What happens when your significant other has a higher income than you? What if you are the one whom make less? This article will attempt to demonstrate the income gap problem and possible solutions to it. You owe it to your relationship to read this. The income gap problem happens when a couple maintains separate bank accounts. This issue is less prevalent when the bank accounts are combined. I am not here to suggest one way is better versus another, as this is a very personal and private decision. Both choices pose their pros and cons. The symptoms arise when the lower income spouse attempts to keep up with the higher income spouse. We shall consider the following scenario.

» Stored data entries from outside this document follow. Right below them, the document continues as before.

use anyhow::{Context, Result};
use serde::Deserialize;
use std::path::Path;

/// Optional TOML configuration. Every value present here wins over the
/// matching command line flag.
#[derive(Debug, Deserialize, Default)]
#[serde(default)]
pub struct FileConfig {
    pub db_dir: Option<String>,
    pub media_path: Option<String>,
    pub port: Option<u16>,
    pub logging_level: Option<String>,
    pub content_cache_age_sec: Option<usize>,
    pub frontend_dir_path: Option<String>,

    /// IANA time zone used to decide which weekday it is.
    pub time_zone: Option<String>,
    /// User whose schedule drives the public kiosk endpoints.
    pub default_schedule_owner_id: Option<usize>,
    pub max_upload_size_mb: Option<u64>,
    pub enable_reboot: Option<bool>,
}

impl FileConfig {
    pub fn load(path: &Path) -> Result<Self> {
        let content = std::fs::read_to_string(path)
            .with_context(|| format!("Failed to read config file: {:?}", path))?;
        toml::from_str(&content).with_context(|| format!("Failed to parse config file: {:?}", path))
    }
}
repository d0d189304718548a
use std::process::Command;

fn main() {
    // Get the short git commit hash
    let output = Command::new("git")
        .args(["rev-parse", "--short", "HEAD"])
        .output()
        .ok();

    let git_hash = output
        .and_then(|o| {
            if o.status.success() {
                String::from_utf8(o.stdout).ok()
            } else {
                None
            }
        })
        .map(|s| s.trim().to_string())
        .unwrap_or_else(|| "unknown".to_string());

    println!("cargo:rustc-env=GIT_HASH={}", git_hash);

    // Re-run if git HEAD changes
    println!("cargo:rerun-if-changed=.git/HEAD");
    println!("cargo:rerun-if-changed=.git/refs/heads/");
}
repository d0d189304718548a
//! Request logging middleware

use super::super::ServerConfig;
use axum::extract::State;
use axum::{
    body::Body,
    http::{header::HeaderMap, Request, Response, StatusCode},
    middleware::Next,
    response::IntoResponse,
};
use std::time::Instant;
use tracing::{error, info};

#[derive(PartialEq, PartialOrd, Clone, Debug, clap::ValueEnum)]
pub enum RequestsLoggingLevel {
    None,
    Path,
    Headers,
    Body,
}

impl Default for RequestsLoggingLevel {
    fn default() -> Self {
        Self::Path
    }
}

impl std::fmt::Display for RequestsLoggingLevel {
    fn fmt(&self, f: &mut std::fmt::Formatter<'_>) -> std::fmt::Result {
        write!(f, "{:?}", self)
    }
}

const MAX_LOGGABLE_BODY_LENGTH: usize = 1024;

enum ContentLengthParseResult {
    Ok(usize),
    No(&'static str),
}

fn parse_content_length(headers: &HeaderMap) -> ContentLengthParseResult {
    let value = match headers.get("content-length") {
        Some(x) => x,
        None => return ContentLengthParseResult::No("Content-length not set."),
    };

    let str_value = match value.to_str() {
        Ok(x) => x,
        Err(_) => {
            return ContentLengthParseResult::No("Could not get Content-length string value.")
        }
    };

    match str_value.parse::<usize>() {
        Ok(x) => ContentLengthParseResult::Ok(x),
        Err(_) => ContentLengthParseResult::No("Could not parse Content-length numeric value."),
    }
}

fn internal_error_response() -> Response<Body> {
    StatusCode::INTERNAL_SERVER_ERROR.into_response()
}

pub async fn log_requests(
    State(config): State<ServerConfig>,
    mut request: Request<Body>,
    next: Next,
) -> Response<Body> {
    let level = config.requests_logging_level;

    let start = Instant::now();

    let method = request.method().to_string();
    let uri = request.uri().to_string();

    if level > RequestsLoggingLevel::None {
        info!(">>> {} {}", method, uri);
    }

    if level >= RequestsLoggingLevel::Headers {
        info!("  Req Headers:");
        for header in request.headers().iter() {
            info!("    {:?}: {:?}", header.0, header.1);
        }
    }

    if level >= RequestsLoggingLevel::Body {
        match parse_content_length(request.headers()) {
            ContentLengthParseResult::No(reason) => info!("  Req Body: {}", reason),
            ContentLengthParseResult::Ok(size) => {
                if size < MAX_LOGGABLE_BODY_LENGTH {
                    let (parts, body) = request.into_parts();
                    let bytes = match axum::body::to_bytes(body, size).await {
                        Ok(bytes) => bytes,
                        Err(err) => {
                            error!("Failed to read request body: {:?}", err);
                            return internal_error_response();
                        }
                    };
                    info!("  Req Body:\n{}", String::from_utf8_lossy(&bytes));
                    request = Request::from_parts(parts, Body::from(bytes))
                } else {
                    info!(
                        "  Req Body: Too big to log ({:#})",
                        byte_unit::Byte::from(size)
                    );
                }
            }
        }
    }

    let mut response = next.run(request).await;

    if level >= RequestsLoggingLevel::Headers {
        info!("  Resp Headers:");
        for header in response.headers().iter() {
            info!("    {:?}: {:?}", header.0, header.1);
        }
    }

    if level >= RequestsLoggingLevel::Body {
        match parse_content_length(response.headers()) {
            ContentLengthParseResult::No(reason) => info!("  Resp Body: {}", reason),
            ContentLengthParseResult::Ok(size) => {
                if size < MAX_LOGGABLE_BODY_LENGTH {
                    let (parts, body) = response.into_parts();
                    let bytes = match axum::body::to_bytes(body, size).await {
                        Ok(bytes) => bytes,
                        Err(err) => {
                            error!("Failed to read response body: {:?}", err);
                            return internal_error_response();
                        }
                    };
                    info!("  Resp Body:\n{}", String::from_utf8_lossy(&bytes));
                    response = Response::from_parts(parts, Body::from(bytes))
                } else {
                    info!(
                        "  Resp Body: Too big to log ({:#})",
                        byte_unit::Byte::from(size)
                    );
                }
            }
        }
    }

    let status = response.status().as_u16();
    let duration: std::time::Duration = start.elapsed();

    if level > RequestsLoggingLevel::None {
        info!("<<< {} ({}ms)", status, duration.as_millis());
    }

    response
}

Person “A” makes 80 000$ gross per year while Person “B” makes 40 000$. During the courtship or dating stage you both the decision to go Dutch. So far so good, right? Wrong! The effect is already starting. Person A has 55% more net income than Person B. Going Dutch may seem fair, however it costs 55% more for Person B. The issue is amplified by the luxuries Person A can afford versus the affordability of Person B. Person A can afford more expensive outings such as better restaurants, better wine, nicer vacations etc. What I have seen happen in many cases is Person B has no choice but to begin depleting their savings and eventually take on some debt.

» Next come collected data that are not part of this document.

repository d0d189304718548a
use jiff::civil::Weekday;
use serde::{Deserialize, Deserializer, Serialize};

pub type UserId = usize;
pub type VideoId = i64;
pub type PlaylistId = i64;
pub type MembershipId = i64;

/// An uploaded video. The bytes live in the blob store under `filename`.
#[derive(Debug, Clone, PartialEq, Serialize, Deserialize)]
pub struct Video {
    pub id: VideoId,
    pub user_id: UserId,
    pub filename: String,
    pub original_filename: String,
    pub file_size: u64,
    pub mime_type: Option<String>,
    /// Seconds, when the uploader knew it.
    pub duration: Option<f64>,
    pub thumbnail: Option<String>,
    pub created: i64,
}

#[derive(Debug, Clone)]
pub struct NewVideo {
    pub user_id: UserId,
    pub filename: String,
    pub original_filename: String,
    pub file_size: u64,
    pub mime_type: Option<String>,
    pub duration: Option<f64>,
}

#[derive(Debug, Clone, PartialEq, Eq, Serialize, Deserialize)]
pub struct Playlist {
    pub id: PlaylistId,
    pub user_id: UserId,
    pub name: String,
    pub description: Option<String>,
    pub created: i64,
    pub updated: i64,
}

#[derive(Debug, Clone, PartialEq, Eq, Serialize, Deserialize)]
pub struct PlaylistSummary {
    #[serde(flatten)]
    pub playlist: Playlist,
    pub video_count: usize,
}

/// Metadata change for a playlist. `description: Some(None)` clears it.
#[derive(Debug, Clone, Default, PartialEq, Eq, Deserialize)]
pub struct PlaylistUpdate {
    pub name: Option<String>,
    #[serde(default, deserialize_with = "deserialize_some")]
    pub description: Option<Option<String>>,
}

/// One (playlist, video, position) row.
#[derive(Debug, Clone, PartialEq, Eq, Serialize, Deserialize)]
pub struct Membership {
    pub id: MembershipId,
    pub playlist_id: PlaylistId,
    pub video_id: VideoId,
    /// 1-based, dense within the playlist.
    pub position: usize,
    pub added: i64,
}

#[derive(Debug, Clone, PartialEq, Serialize, Deserialize)]
pub struct PlaylistEntry {
    pub membership: Membership,
    pub video: Video,
}

/// Per-user weekly schedule: one optional playlist per weekday plus the loop toggle.
#[derive(Debug, Clone, PartialEq, Eq, Serialize, Deserialize)]
pub struct WeeklyScheduleConfig {
    pub id: i64,
    pub user_id: UserId,
    pub loop_playlist: bool,
    pub monday_playlist_id: Option<PlaylistId>,
    pub tuesday_playlist_id: Option<PlaylistId>,
    pub wednesday_playlist_id: Option<PlaylistId>,
    pub thursday_playlist_id: Option<PlaylistId>,
    pub friday_playlist_id: Option<PlaylistId>,
    pub saturday_playlist_id: Option<PlaylistId>,
    pub sunday_playlist_id: Option<PlaylistId>,
    pub created: i64,
    pub updated: i64,
}

impl WeeklyScheduleConfig {
    pub fn slot(&self, weekday: Weekday) -> Option<PlaylistId> {
        match weekday {
            Weekday::Monday => self.monday_playlist_id,
            Weekday::Tuesday => self.tuesday_playlist_id,
            Weekday::Wednesday => self.wednesday_playlist_id,
            Weekday::Thursday => self.thursday_playlist_id,
            Weekday::Friday => self.friday_playlist_id,
            Weekday::Saturday => self.saturday_playlist_id,
            Weekday::Sunday => self.sunday_playlist_id,
        }
    }

    pub fn slots(&self) -> [(Weekday, Option<PlaylistId>); 7] {
        [
            (Weekday::Monday, self.monday_playlist_id),
            (Weekday::Tuesday, self.tuesday_playlist_id),
            (Weekday::Wednesday, self.wednesday_playlist_id),
            (Weekday::Thursday, self.thursday_playlist_id),
            (Weekday::Friday, self.friday_playlist_id),
            (Weekday::Saturday, self.saturday_playlist_id),
            (Weekday::Sunday, self.sunday_playlist_id),
        ]
    }
}

/// Partial update of a [`WeeklyScheduleConfig`].
///
/// For each day slot: `None` leaves the slot untouched, `Some(None)` clears
/// it and `Some(Some(id))` binds it to a playlist. In JSON an absent key is
/// `None` and an explicit `null` is `Some(None)`.
#[derive(Debug, Clone, Default, PartialEq, Eq, Deserialize)]
#[serde(deny_unknown_fields)]
pub struct ScheduleUpdate {
    pub loop_playlist: Option<bool>,
    #[serde(default, deserialize_with = "deserialize_some")]
    pub monday_playlist_id: Option<Option<PlaylistId>>,
    #[serde(default, deserialize_with = "deserialize_some")]
    pub tuesday_playlist_id: Option<Option<PlaylistId>>,
    #[serde(default, deserialize_with = "deserialize_some")]
    pub wednesday_playlist_id: Option<Option<PlaylistId>>,
    #[serde(default, deserialize_with = "deserialize_some")]
    pub thursday_playlist_id: Option<Option<PlaylistId>>,
    #[serde(default, deserialize_with = "deserialize_some")]
    pub friday_playlist_id: Option<Option<PlaylistId>>,
    #[serde(default, deserialize_with = "deserialize_some")]
    pub saturday_playlist_id: Option<Option<PlaylistId>>,
    #[serde(default, deserialize_with = "deserialize_some")]
    pub sunday_playlist_id: Option<Option<PlaylistId>>,
}

impl ScheduleUpdate {
    pub fn is_empty(&self) -> bool {
        self.loop_playlist.is_none() && self.day_slots().iter().all(|(_, v)| v.is_none())
    }

    /// Day slot changes keyed by weekday, in Monday..Sunday order.
    pub fn day_slots(&self) -> [(Weekday, Option<Option<PlaylistId>>); 7] {
        [
            (Weekday::Monday, self.monday_playlist_id),
            (Weekday::Tuesday, self.tuesday_playlist_id),
            (Weekday::Wednesday, self.wednesday_playlist_id),
            (Weekday::Thursday, self.thursday_playlist_id),
            (Weekday::Friday, self.friday_playlist_id),
            (Weekday::Saturday, self.saturday_playlist_id),
            (Weekday::Sunday, self.sunday_playlist_id),
        ]
    }

    /// Playlist ids the update would bind, ignoring clears.
    pub fn bound_playlist_ids(&self) -> Vec<PlaylistId> {
        self.day_slots()
            .iter()
            .filter_map(|(_, v)| v.flatten())
            .collect()
    }

    pub fn set_slot(&mut self, weekday: Weekday, value: Option<PlaylistId>) -> &mut Self {
        let slot = match weekday {
            Weekday::Monday => &mut self.monday_playlist_id,
            Weekday::Tuesday => &mut self.tuesday_playlist_id,
            Weekday::Wednesday => &mut self.wednesday_playlist_id,
            Weekday::Thursday => &mut self.thursday_playlist_id,
            Weekday::Friday => &mut self.friday_playlist_id,
            Weekday::Saturday => &mut self.saturday_playlist_id,
            Weekday::Sunday => &mut self.sunday_playlist_id,
        };
        *slot = Some(value);
        self
    }
}

/// Lets an `Option<Option<T>>` tell an absent field from an explicit `null`.
fn deserialize_some<'de, T, D>(deserializer: D) -> Result<Option<T>, D::Error>
where
    T: Deserialize<'de>,
    D: Deserializer<'de>,
{
    Deserialize::deserialize(deserializer).map(Some)
}
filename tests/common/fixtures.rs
//! Test fixture creation for the databases and media directory

use super::constants::*;
use anyhow::Result;
use play_server::user::{SqliteUserStore, UserManager};
use std::path::PathBuf;
use tempfile::TempDir;

/// Creates a temporary data directory holding a user database with
/// `TEST_USER` (id 1) and `OTHER_USER` (id 2), both with a password.
/// Returns (temp_dir, user_db_path)
pub fn create_test_db_with_users() -> Result<(TempDir, PathBuf)> {
    let dir = TempDir::new()?;
    let db_path = dir.path().join("user.db");

    let user_manager = UserManager::new(Box::new(SqliteUserStore::new(&db_path)?));
    for (email, password) in [(TEST_USER, TEST_PASS), (OTHER_USER, OTHER_PASS)] {
        user_manager.add_user(email)?;
        user_manager.create_password_credentials(email, password)?;
    }

    Ok((dir, db_path))
}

The more successful your relationship is the more depleted savings or debt Person B takes on. Things get a little more complicated for Person B as you decide to move in together. You both maintain your separate accounts and have decided that each one of you will take on certain expenses such as Person A will take on the rent/mortgage, the telecommunications and some other small bill. Person B usually takes on the groceries and some other small bill. Everything will even out, right? Not so fast. There is a big difference in a fixed expense, such as rent and a variable expense such as groceries. Fixed expenses are the same for a certain period, such as the length of your lease. Groceries on the other hand vary depending on many factors such as how much food you need that week, special occasions, and many more. I have worked with many people in this situation as the plan or start looking for a house. This is where the major disappointment starts happening as it is time to open the books. The compounding of the Income Gap problem can no longer be ignored.
There is no silver bullet or magic formula however I do have a few ideas to fix or alleviate this strain on your relationship.

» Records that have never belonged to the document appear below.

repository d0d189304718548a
use anyhow::{Context, Result};
use clap::{CommandFactory, Parser, Subcommand};
use std::path::PathBuf;

use play_server::user::{SqliteUserStore, UserManager};

use rustyline::{
    completion::Completer, highlight::Highlighter, history::FileHistory, validate::Validator,
    CompletionType, Config, Editor, Helper,
};

fn parse_path(s: &str) -> Result<PathBuf> {
    let original_path = PathBuf::from(s);
    if original_path.is_absolute() {
        return Ok(original_path);
    }
    let cwd = std::env::current_dir()?;
    Ok(cwd.join(original_path))
}

#[derive(Parser, Debug)]
struct CliArgs {
    /// Path of the user database, inferred when omitted.
    #[clap(value_parser = parse_path)]
    pub path: Option<PathBuf>,
}

#[derive(Parser)]
#[command(name = "")]
struct InnerCli {
    #[command(subcommand)]
    command: InnerCommand,
}

#[derive(Subcommand)]
enum InnerCommand {
    /// Creates a user with the given email.
    AddUser { email: String },

    /// Creates a password authentication for the given user.
    /// Fails if the user already has a password set.
    AddLogin { email: String, password: String },

    /// Change the password of a user, fails if no password was set.
    UpdateLogin { email: String, password: String },

    /// Deletes the password authentication for a given user.
    DeleteLogin { email: String },

    /// Shows authentication information of a given user.
    Show { email: String },

    /// Verifies the password of a given user, it doesn't make any
    /// persistent change, nor it creates any token, it just
    /// compares the password hash.
    CheckPassword { email: String, password: String },

    /// Shows all user emails.
    UserEmails,

    /// Shows the path of the current auth db.
    Where,

    /// Close this program.
    Exit,
}

enum CommandExecutionResult {
    Ok,
    Exit,
    Error(String),
}

const PROMPT: &str = ">> ";

fn check_password(user_manager: &UserManager, email: &str, password: &str) -> Result<String> {
    let Some(credentials) = user_manager.get_user_credentials(email)? else {
        anyhow::bail!("User {} not found.", email);
    };
    let Some(password_credentials) = credentials.email_password else {
        anyhow::bail!("User {} has no password set.", email);
    };
    let msg = match password_credentials.verify(password) {
        Ok(true) => "The password provided is correct!".to_string(),
        Ok(false) => "Wrong password.".to_string(),
        Err(err) => format!(
            "Could not verify the password, something went wrong: {}",
            err
        ),
    };
    Ok(msg)
}

fn show_user(user_manager: &UserManager, email: &str) -> Result<()> {
    let user_id = user_manager
        .get_user_id(email)?
        .with_context(|| format!("User {} not found.", email))?;
    println!("User id: {}", user_id);

    println!("\nUser Credentials:");
    println!("{:#?}", user_manager.get_user_credentials(email)?);

    println!("\nAuth Tokens:");
    for token in user_manager.get_user_tokens(email)?.iter() {
        println!("{:#?}", token);
    }
    Ok(())
}

fn execute_command(
    line: String,
    user_manager: &mut UserManager,
    db_path: String,
) -> CommandExecutionResult {
    if line.is_empty() {
        return CommandExecutionResult::Ok;
    }

    let args =
        shlex::split(&line).unwrap_or_else(|| line.split_whitespace().map(String::from).collect());

    let cli = InnerCli::try_parse_from(std::iter::once(" ").chain(args.iter().map(String::as_str)));

    let cli = match cli {
        Ok(cli) => cli,
        Err(e) => {
            if e.print().is_err() {
                println!("{}", e);
            }
            return CommandExecutionResult::Ok;
        }
    };

    println!("{} {}", PROMPT, &line);
    let result = match cli.command {
        InnerCommand::AddUser { email } => user_manager
            .add_user(&email)
            .map(|id| println!("Created user {} with id {}", email, id)),
        InnerCommand::AddLogin { email, password } => {
            user_manager.create_password_credentials(&email, &password)
        }
        InnerCommand::UpdateLogin { email, password } => {
            user_manager.update_password_credentials(&email, &password)
        }
        InnerCommand::DeleteLogin { email } => user_manager.delete_password_credentials(&email),
        InnerCommand::Show { email } => show_user(user_manager, &email),
        InnerCommand::UserEmails => user_manager
            .get_all_user_emails()
            .map(|emails| println!("{:#?}", emails)),
        InnerCommand::Where => {
            println!("{}", db_path);
            Ok(())
        }
        InnerCommand::CheckPassword { email, password } => {
            check_password(user_manager, &email, &password).map(|msg| println!("{}", msg))
        }
        InnerCommand::Exit => return CommandExecutionResult::Exit,
    };

    match result {
        Ok(()) => CommandExecutionResult::Ok,
        Err(err) => CommandExecutionResult::Error(format!("{}", err)),
    }
}

#[derive(rustyline_derive::Hinter)]
struct MyHelper {
    commands_names: Vec<String>,
}

impl MyHelper {
    pub fn new() -> Self {
        let commands_names: Vec<String> = InnerCli::command()
            .get_subcommands()
            .map(|sc| sc.get_name().to_string())
            .collect();

        MyHelper { commands_names }
    }
}

impl Completer for MyHelper {
    type Candidate = String;

    fn complete(
        &self,
        line: &str,
        _pos: usize,
        _ctx: &rustyline::Context<'_>,
    ) -> rustyline::Result<(usize, Vec<String>)> {
        if line.contains(" ") {
            return Ok((0, Vec::with_capacity(0)));
        }
        let matches = self
            .commands_names
            .iter()
            .filter(|c| c.starts_with(line))
            .map(|c| c.to_string())
            .collect::<Vec<_>>();

        Ok((0, matches))
    }
}

impl Highlighter for MyHelper {}
impl Validator for MyHelper {}
impl Helper for MyHelper {}

fn main() -> Result<()> {
    let cli_args = CliArgs::parse();
    let auth_store_file_path = match cli_args.path {
        Some(path) => path,
        None => SqliteUserStore::infer_path().with_context(|| {
            "Could not infer UserStore DB file path, please specify it explicitly."
        })?,
    };
    let user_store = SqliteUserStore::new(auth_store_file_path.clone())?;
    let mut user_manager = UserManager::new(Box::new(user_store));

    InnerCli::command().print_long_help()?;

    let config = Config::builder()
        .completion_type(CompletionType::List)
        .build();

    let mut rl = Editor::<MyHelper, FileHistory>::with_config(config)?;

    let helper = MyHelper::new();
    rl.set_helper(Some(helper));
    let _ = rl.clear_screen();

    loop {
        let readline = rl.readline(PROMPT);

        let _ = rl.clear_screen();
        match readline {
            Ok(line) => {
                let _ = rl.add_history_entry(&line);
                match execute_command(
                    line,
                    &mut user_manager,
                    auth_store_file_path.display().to_string(),
                ) {
                    CommandExecutionResult::Ok => {}
                    CommandExecutionResult::Exit => {
                        break;
                    }
                    CommandExecutionResult::Error(err) => {
                        eprintln!("Error: {:?}", err);
                        continue;
                    }
                }
            }
            Err(rustyline::error::ReadlineError::Interrupted) => {
                println!("CTRL-C");
                break;
            }
            Err(rustyline::error::ReadlineError::Eof) => {
                println!("CTRL-D: exiting.");
                break;
            }
            Err(e) => {
                println!("Error: {:?}", e);
                break;
            }
        }
    }
    Ok(())
}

1. Open a joint account. Before you get all antsy this is where your “common” expenses should be taken from. You should establish a budget or at the very least project your expenses and tabulate this based on each other’s pay cycle and deposit and equal amount into this account and add an amount for savings or raining days, you will need it.
a. This will ensure the fixed and variable expenses are handled as fair as possible. Furthermore, it will help keep the outings budget in check a little better as this demonstrates your spending ability as a couple.
2. Pay for your significant other for some of the luxuries YOU really want. If you love travelling and make double your girlfriend’s or boyfriend’s salary, guess what, you should help them pay the trip. Realize the person you are with cannot keep up with you. If you feel this is the person you want to have a long-term relationship, it will pay off later.
a. You can apply a “frugal” lifestyle and follow the lead of the person with less income. It isn’t always about how much you earn, but rather, how much you keep!
3. Communication. Being married myself I cannot stress how important this is. I still am learning today how to be a more effective communicator with my family. There should be an open and frank discussion about money once the relationship gets serious. If this is the long-term relationship you have been searching for you owe it to yourself and your loved one.
I am hopeful this article can help you address this issue whether you were aware of this effect or not. I trust this has sparked some open, friendly, and safe conversions with your significant other. I rely on you to look at your participation in this problem and fix it. The financial health and success of your relationship depends on it.